Type of data: Miscellaneous
Data compiled by: Kaggle
Access: Free, but registration required
Sample dataset: Daily temperature of major cities

Like Google Dataset Search, Kaggle offers aggregated datasets, but it’s a community hub rather than a search engine. Kaggle launched in 2010 with a number of machine learning competitions, which subsequently solved problems for the likes of NASA and Ford. It has since evolved into a renowned open data platform, offering cloud-based collaboration for data scientists, as well as educational tools for teaching artificial intelligence and data analysis techniques…plus, of course, tonnes of great datasets covering almost any topic you can imagine.

3. Data.Gov

Type of data: Government
Data compiled by: US Federal Government
Access: Free, no registration required
Sample dataset: Lobster Report for Transshipment and Sales

In 2015, the US Government made all its data publicly available. With over 200,000 datasets covering everything from climate change to crime, you can lose yourself in the database for hours. For a government website, it has some surprisingly user-friendly search functions, including the ability to drill down by geographical area, organization type, and file format. Search results are also clearly labeled at federal, state, county, and city levels. If you’re interested in more general data about the US population, you can also check out the US Census Bureau, offering a rich selection of data about US citizens, their geography, education, and population growth.

4. Datahub.io

Type of data: Mostly business and finance
Data compiled by: Datahub
Access: Mostly free, no registration required
Sample dataset: Monthly gold prices since 1950

The goal of many data analysts is to help drive savvy business decisions. As such, using economic or business datasets for your portfolio project might be worth considering. While Datahub covers a variety of topics from climate change to entertainment, it mainly focuses on areas like stock market data, property prices, inflation, and logistics. Because many of the data on the portal are updated monthly (or even daily) you’ll always have something fresh to work with, as well as data that covers broad timescales.
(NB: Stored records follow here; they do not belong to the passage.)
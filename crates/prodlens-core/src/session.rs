//! Per-view request bookkeeping.
//!
//! A [`RequestSlot`] holds the result currently shown by a view plus a loading
//! flag. Each request takes a [`Ticket`]; only the newest ticket may write the
//! slot, so a slow earlier response cannot overwrite a newer one.

/// Generation handle for one issued request.
#[derive(Debug, Clone, Copy, PartialEq, Eq)]
pub struct Ticket(u64);

/// Outcome of [`RequestSlot::settle`].
#[derive(Debug)]
pub enum Settled<E> {
    /// The result replaced the slot's contents.
    Applied,
    /// The newest request failed; the previous contents are untouched.
    Failed(E),
    /// A newer request was issued meanwhile; the outcome was discarded.
    Stale,
}

#[derive(Debug)]
pub struct RequestSlot<T> {
    current: Option<T>,
    generation: u64,
    loading: bool,
}

impl<T> Default for RequestSlot<T> {
    fn default() -> Self {
        Self {
            current: None,
            generation: 0,
            loading: false,
        }
    }
}

impl<T> RequestSlot<T> {
    #[must_use]
    pub fn new() -> Self {
        Self::default()
    }

    /// Marks the slot as loading and returns a ticket that supersedes every
    /// earlier one.
    pub fn begin(&mut self) -> Ticket {
        self.generation += 1;
        self.loading = true;
        Ticket(self.generation)
    }

    /// Records the outcome of the request identified by `ticket`.
    ///
    /// The loading flag clears only when the newest request settles.
    pub fn settle<E>(&mut self, ticket: Ticket, outcome: Result<T, E>) -> Settled<E> {
        if ticket.0 != self.generation {
            tracing::debug!(
                ticket = ticket.0,
                newest = self.generation,
                "discarding stale response"
            );
            return Settled::Stale;
        }

        self.loading = false;
        match outcome {
            Ok(value) => {
                self.current = Some(value);
                Settled::Applied
            }
            Err(err) => Settled::Failed(err),
        }
    }

    #[must_use]
    pub fn is_loading(&self) -> bool {
        self.loading
    }

    #[must_use]
    pub fn current(&self) -> Option<&T> {
        self.current.as_ref()
    }

    pub fn take(&mut self) -> Option<T> {
        self.current.take()
    }
}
5. UCI Machine Learning Repository

Type of data: Machine learning
Data compiled by: University of California Irvine
Access: Free, no registration required
Sample dataset: Behavior of urban traffic in Sao Paulo, Brazil

Generalized repositories are great if you’re happy to browse. But if you’re seeking something more niche, why not specialize? Enter the UCI Machine Learning Repository. Launched thirty years ago by the University of California Irvine, don’t let the 90s vibe mislead you—the UCI repository has a strong reputation among students, teachers, and researchers as the go-to place for machine learning data. Datasets are clearly categorized by task (i.e. classification, regression, or clustering), attribute (i.e. categorical, numerical), data type, and area of expertise. This makes it easy to find something that’s suitable, whatever machine learning project you’re working on.

5. Earth Data

Type of data: Earth science
Data compiled by: NASA
Access: Free, no registration required
Sample dataset: Environmental conditions during fall moose hunting season in Alaska, 2000-2016

If you think space is awesome (let’s face it, space is awesome!) look no further than Earth Data. Publicly available since 1994, this repository provides access to all of NASA’s satellite observation data for our little blue planet. As you can imagine, there’s plenty to peruse, from weather and climate measurements to atmospheric observations, ocean temperatures, vegetation mapping, and more. If Earth-based data isn’t your thing, NASA’s Planetary Data System takes things a step further with data from interplanetary missions, such as the Cassini probe (which orbited Saturn from 2004 to 2017). Who knows, you might even make a scientific discovery…

6. CERN Open Data Portal

Type of data: Particle Physics
Data compiled by: CERN
Access: Free, no registration required
Sample dataset: Higgs candidate collision events from 2011 and 2012

Want to demonstrate your ability to work with highly complex datasets? Head to the CERN Open Data Portal. It offers access to over two petabytes of information, including datasets from the Large Hadron Collider particle accelerator. Frankly, these data aren’t for the faint of heart but if you’re interested in particle physics, they’re worth checking out. While even the names of these datasets are pretty complex, each entry has a helpful breakdown of what’s included, as well as related datasets, and how to go about analyzing them. In many cases, they even provide sample code to get you started (thanks, CERN!)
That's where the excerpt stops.